WHAT THE TASK REQUIRES: In the entries below, find the line with "name TEXT NOT" and the line with "there is no". Return those two lines and all lines between them, exactly.

Saved entries:
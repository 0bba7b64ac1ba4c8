use sqlx::PgPool;
use tracing::instrument;

use crate::modules::professors::service::ProfessorService;
use crate::utils::errors::AppError;

use super::model::{Course, CreateCourseDto, UpdateCourseDto};

pub struct CourseService;

impl CourseService {
    pub async fn ensure_schema(db: &PgPool) -> Result<(), AppError> {
        sqlx::query(
            r#"
            CREATE TABLE IF NOT EXISTS courses (
                id SERIAL PRIMARY KEY,
                name TEXT NOT NULL,
                code TEXT NOT NULL,
                professor_id INTEGER
            )
            "#,
        )
        .execute(db)
        .await
        .map_err(AppError::database)?;

        Ok(())
    }

    /// A referenced professor must exist at creation time; there is no
    /// cascade tying the rows together afterwards.
    #[instrument(skip(db, dto))]
    pub async fn create_course(db: &PgPool, dto: CreateCourseDto) -> Result<Course, AppError> {
        if let Some(professor_id) = dto.professor_id {
            Self::check_professor_exists(db, professor_id).await?;
        }

        sqlx::query_as::<_, Course>(
            "INSERT INTO courses (name, code, professor_id)
             VALUES ($1, $2, $3)
             RETURNING id, name, code, professor_id",
        )
        .bind(&dto.name)
        .bind(&dto.code)
        .bind(dto.professor_id)
        .fetch_one(db)
        .await
        .map_err(AppError::database)
    }

    #[instrument(skip(db))]
    pub async fn list_courses(db: &PgPool) -> Result<Vec<Course>, AppError> {
        sqlx::query_as::<_, Course>("SELECT id, name, code, professor_id FROM courses ORDER BY id")
            .fetch_all(db)
            .await
            .map_err(AppError::database)
    }

    #[instrument(skip(db))]
    pub async fn get_course_by_id(db: &PgPool, id: i32) -> Result<Option<Course>, AppError> {
        sqlx::query_as::<_, Course>("SELECT id, name, code, professor_id FROM courses WHERE id = $1")
            .bind(id)
            .fetch_optional(db)
            .await
            .map_err(AppError::database)
    }

    #[instrument(skip(db, dto))]
    pub async fn update_course(db: &PgPool, id: i32, dto: UpdateCourseDto) -> Result<u64, AppError> {
        if let Some(professor_id) = dto.professor_id {
            Self::check_professor_exists(db, professor_id).await?;
        }

        let result =
            sqlx::query("UPDATE courses SET name = $1, code = $2, professor_id = $3 WHERE id = $4")
                .bind(&dto.name)
                .bind(&dto.code)
                .bind(dto.professor_id)
                .bind(id)
                .execute(db)
                .await
                .map_err(AppError::database)?;

        Ok(result.rows_affected())
    }

    #[instrument(skip(db))]
    pub async fn delete_course(db: &PgPool, id: i32) -> Result<u64, AppError> {
        let result = sqlx::query("DELETE FROM courses WHERE id = $1")
            .bind(id)
            .execute(db)
            .await
            .map_err(AppError::database)?;

        Ok(result.rows_affected())
    }

    async fn check_professor_exists(db: &PgPool, professor_id: i32) -> Result<(), AppError> {
        ProfessorService::get_professor_by_id(db, professor_id)
            .await?
            .map(|_| ())
            .ok_or_else(|| {
                AppError::bad_request(anyhow::anyhow!(
                    "Professor {} does not exist",
                    professor_id
                ))
            })
    }
}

WRITTEN REPLY:
                name TEXT NOT NULL,
                code TEXT NOT NULL,
                professor_id INTEGER
            )
            "#,
        )
        .execute(db)
        .await
        .map_err(AppError::database)?;

        Ok(())
    }

    /// A referenced professor must exist at creation time; there is no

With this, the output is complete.